SOURCE INFORMATION ->
______

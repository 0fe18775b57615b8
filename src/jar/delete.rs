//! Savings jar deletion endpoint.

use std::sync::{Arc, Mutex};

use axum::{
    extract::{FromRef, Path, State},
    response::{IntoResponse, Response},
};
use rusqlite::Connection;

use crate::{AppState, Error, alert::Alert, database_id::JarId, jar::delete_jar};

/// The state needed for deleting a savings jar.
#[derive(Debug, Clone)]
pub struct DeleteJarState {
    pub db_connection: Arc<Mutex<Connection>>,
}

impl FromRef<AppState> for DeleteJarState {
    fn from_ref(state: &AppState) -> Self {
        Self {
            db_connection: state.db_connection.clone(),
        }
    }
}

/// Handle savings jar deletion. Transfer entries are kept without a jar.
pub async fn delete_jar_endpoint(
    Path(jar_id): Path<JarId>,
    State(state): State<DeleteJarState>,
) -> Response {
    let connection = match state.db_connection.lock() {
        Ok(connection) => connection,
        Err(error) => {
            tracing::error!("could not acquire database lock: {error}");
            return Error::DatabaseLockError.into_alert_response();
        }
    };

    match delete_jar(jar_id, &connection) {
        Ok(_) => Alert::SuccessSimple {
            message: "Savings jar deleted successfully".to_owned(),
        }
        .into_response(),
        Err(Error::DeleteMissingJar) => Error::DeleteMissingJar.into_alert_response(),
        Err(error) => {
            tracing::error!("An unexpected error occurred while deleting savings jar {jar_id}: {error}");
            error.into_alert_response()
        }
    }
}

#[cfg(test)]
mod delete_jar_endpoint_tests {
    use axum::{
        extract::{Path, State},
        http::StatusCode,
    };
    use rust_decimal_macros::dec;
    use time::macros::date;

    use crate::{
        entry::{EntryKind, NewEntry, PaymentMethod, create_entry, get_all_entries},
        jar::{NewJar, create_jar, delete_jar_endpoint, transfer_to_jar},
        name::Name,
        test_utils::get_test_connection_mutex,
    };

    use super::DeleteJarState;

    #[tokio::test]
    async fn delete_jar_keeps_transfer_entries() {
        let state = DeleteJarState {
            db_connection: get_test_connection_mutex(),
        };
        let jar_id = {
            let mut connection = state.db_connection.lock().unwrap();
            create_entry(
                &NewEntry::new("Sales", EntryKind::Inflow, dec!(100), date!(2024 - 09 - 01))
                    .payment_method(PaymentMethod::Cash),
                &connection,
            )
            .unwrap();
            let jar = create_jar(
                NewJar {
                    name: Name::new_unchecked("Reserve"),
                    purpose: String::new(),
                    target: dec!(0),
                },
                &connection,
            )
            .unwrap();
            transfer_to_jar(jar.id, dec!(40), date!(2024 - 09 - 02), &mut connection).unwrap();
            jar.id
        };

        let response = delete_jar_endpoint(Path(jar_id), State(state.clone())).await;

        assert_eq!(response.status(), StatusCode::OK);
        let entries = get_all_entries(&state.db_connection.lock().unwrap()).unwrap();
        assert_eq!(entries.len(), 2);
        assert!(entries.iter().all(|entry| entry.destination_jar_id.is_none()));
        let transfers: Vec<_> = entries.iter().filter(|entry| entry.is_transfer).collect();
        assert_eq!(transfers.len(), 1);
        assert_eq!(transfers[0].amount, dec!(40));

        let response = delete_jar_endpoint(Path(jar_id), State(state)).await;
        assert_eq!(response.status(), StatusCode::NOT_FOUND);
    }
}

______

PROBLEM TO WORK ON ->
Within the listing above, how many lines hold the string "Path"? Answer with the number only.

THE COMPLETED TASK ->
5